## PROBLEM REQUIREMENTS
Go through the lines below one by one and count those holding the string "next". Give the count alone.

Stored data:

------

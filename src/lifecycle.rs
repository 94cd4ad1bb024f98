//! Invoice, bill and payment lifecycle. Every financial effect flows through
//! the journal engine; document headers only summarize what was posted.

use std::sync::Arc;

use time::Date;

use tallybook_core::{
    settled_status, Account, Currency, Document, DocumentId, DocumentKind, DocumentStatus,
    DraftDocumentCommand, LineCommand, Money, OrganizationId, Payment, PaymentKind,
    PostEntryCommand, RecordPaymentCommand, Side, StorageBackend, StorageError, SystemRole,
};

use crate::error::LedgerError;
use crate::journal::JournalEngine;

/// Re-read attempts before a header update gives up with `Conflict`.
const VERSION_RETRIES: usize = 3;

pub struct DocumentLifecycle {
    storage: Arc<dyn StorageBackend>,
    journal: JournalEngine,
}
//! Chart of accounts management.

use std::sync::Arc;

use tallybook_core::{
    Account, AccountId, Currency, CreateAccountCommand, Organization, OrganizationId, StorageBackend,
    SystemRole,
};

use crate::error::LedgerError;

pub struct AccountDirectory {
    storage: Arc<dyn StorageBackend>,
}

impl AccountDirectory {
    pub fn new(storage: Arc<dyn StorageBackend>) -> Self {
        Self { storage }
    }

    pub fn create_organization(
        &self,
        name: &str,
        currency: Currency,
    ) -> Result<Organization, LedgerError> {
        let organization = Organization {
            id: OrganizationId::new(),
            name: Arc::from(name),
            currency,
        };
        self.storage.create_organization(&organization)?;
        tracing::info!(organization_id = %organization.id, "organization created");
        Ok(organization)
    }

    /// Provisions the six well-known role accounts a fresh organization needs
    /// before any document can post.
    pub fn seed_chart(&self, organization_id: OrganizationId) -> Result<Vec<Account>, LedgerError> {
        let organization = self.storage.organization(organization_id)?;
        let mut created = Vec::with_capacity(SystemRole::all().len());
        for role in SystemRole::all() {
            if self.storage.system_account(organization_id, role)?.is_some() {
                continue;
            }
            let account_type = role.account_type();
            let account = Account {
                id: AccountId::new(),
                organization_id,
                name: Arc::from(role.default_name()),
                account_type,
                normal_side: account_type.normal_side(),
                parent_account_id: None,
                system_role: Some(role),
                is_active: true,
                currency: organization.currency,
            };
            self.storage.insert_account(&account)?;
            created.push(account);
        }
        Ok(created)
    }

    pub fn create_account(
        &self,
        organization_id: OrganizationId,
        cmd: CreateAccountCommand,
    ) -> Result<Account, LedgerError> {
        let organization = self.storage.organization(organization_id)?;

        if cmd.name.trim().is_empty() {
            return Err(LedgerError::Validation(
                "account name must not be empty".into(),
            ));
        }

        let currency = cmd.currency.unwrap_or(organization.currency);
        if currency != organization.currency {
            return Err(LedgerError::Validation(format!(
                "account currency {} differs from organization currency {}",
                currency, organization.currency
            )));
        }

        if let Some(role) = cmd.system_role {
            if self.storage.system_account(organization_id, role)?.is_some() {
                return Err(LedgerError::Validation(format!(
                    "organization already has a {} account",
                    role.default_name()
                )));
            }
            if role.account_type() != cmd.account_type {
                return Err(LedgerError::Validation(format!(
                    "{} accounts must be of type {:?}",
                    role.default_name(),
                    role.account_type()
                )));
            }
        }

        if let Some(parent_id) = cmd.parent_account_id {
            self.validate_parent_chain(organization_id, parent_id)?;
        }

        let account = Account {
            id: AccountId::new(),
            organization_id,
            name: cmd.name,
            account_type: cmd.account_type,
            normal_side: cmd.normal_side.unwrap_or(cmd.account_type.normal_side()),
            parent_account_id: cmd.parent_account_id,
            system_role: cmd.system_role,
            is_active: true,
            currency,
        };
        self.storage.insert_account(&account)?;
        tracing::debug!(account_id = %account.id, name = %account.name, "account created");
        Ok(account)
    }

    pub fn account(
        &self,
        organization_id: OrganizationId,
        account_id: AccountId,
    ) -> Result<Account, LedgerError> {
        Ok(self.storage.account(organization_id, account_id)?)
    }

    pub fn list_accounts(
        &self,
        organization_id: OrganizationId,
    ) -> Result<Vec<Account>, LedgerError> {
        Ok(self.storage.list_accounts(organization_id)?)
    }

    pub fn resolve_system_account(
        &self,
        organization_id: OrganizationId,
        role: SystemRole,
    ) -> Result<Account, LedgerError> {
        self.storage
            .system_account(organization_id, role)?
            .ok_or_else(|| {
                LedgerError::Validation(format!(
                    "organization has no {} account",
                    role.default_name()
                ))
            })
    }

    pub fn rename_account(
        &self,
        organization_id: OrganizationId,
        account_id: AccountId,
        name: &str,
    ) -> Result<Account, LedgerError> {
        if name.trim().is_empty() {
            return Err(LedgerError::Validation(
                "account name must not be empty".into(),
            ));
        }
        let mut account = self.storage.account(organization_id, account_id)?;
        account.name = Arc::from(name);
        self.storage.update_account(&account)?;
        Ok(account)
    }

    /// Accounts are deactivated, never deleted; history must stay readable.
    pub fn deactivate_account(
        &self,
        organization_id: OrganizationId,
        account_id: AccountId,
    ) -> Result<Account, LedgerError> {
        let mut account = self.storage.account(organization_id, account_id)?;
        if account.is_system() {
            return Err(LedgerError::Validation(
                "system accounts cannot be deactivated".into(),
            ));
        }
        account.is_active = false;
        self.storage.update_account(&account)?;
        tracing::debug!(account_id = %account.id, "account deactivated");
        Ok(account)
    }

    /// Walks the parent chain to confirm every ancestor exists in this
    /// organization and the chain terminates.
    fn validate_parent_chain(
        &self,
        organization_id: OrganizationId,
        parent_id: AccountId,
    ) -> Result<(), LedgerError> {
        let mut seen = vec![parent_id];
        let mut current = parent_id;
        loop {
            let parent = self
                .storage
                .account(organization_id, current)
                .map_err(|_| LedgerError::ForeignAccount(current))?;
            match parent.parent_account_id {
                None => return Ok(()),
                Some(next) => {
                    if seen.contains(&next) {
                        return Err(LedgerError::Validation(
                            "account parent chain forms a cycle".into(),
                        ));
                    }
                    seen.push(next);
                    current = next;
                }
            }
        }
    }
}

------

## YOUR RESPONSE
4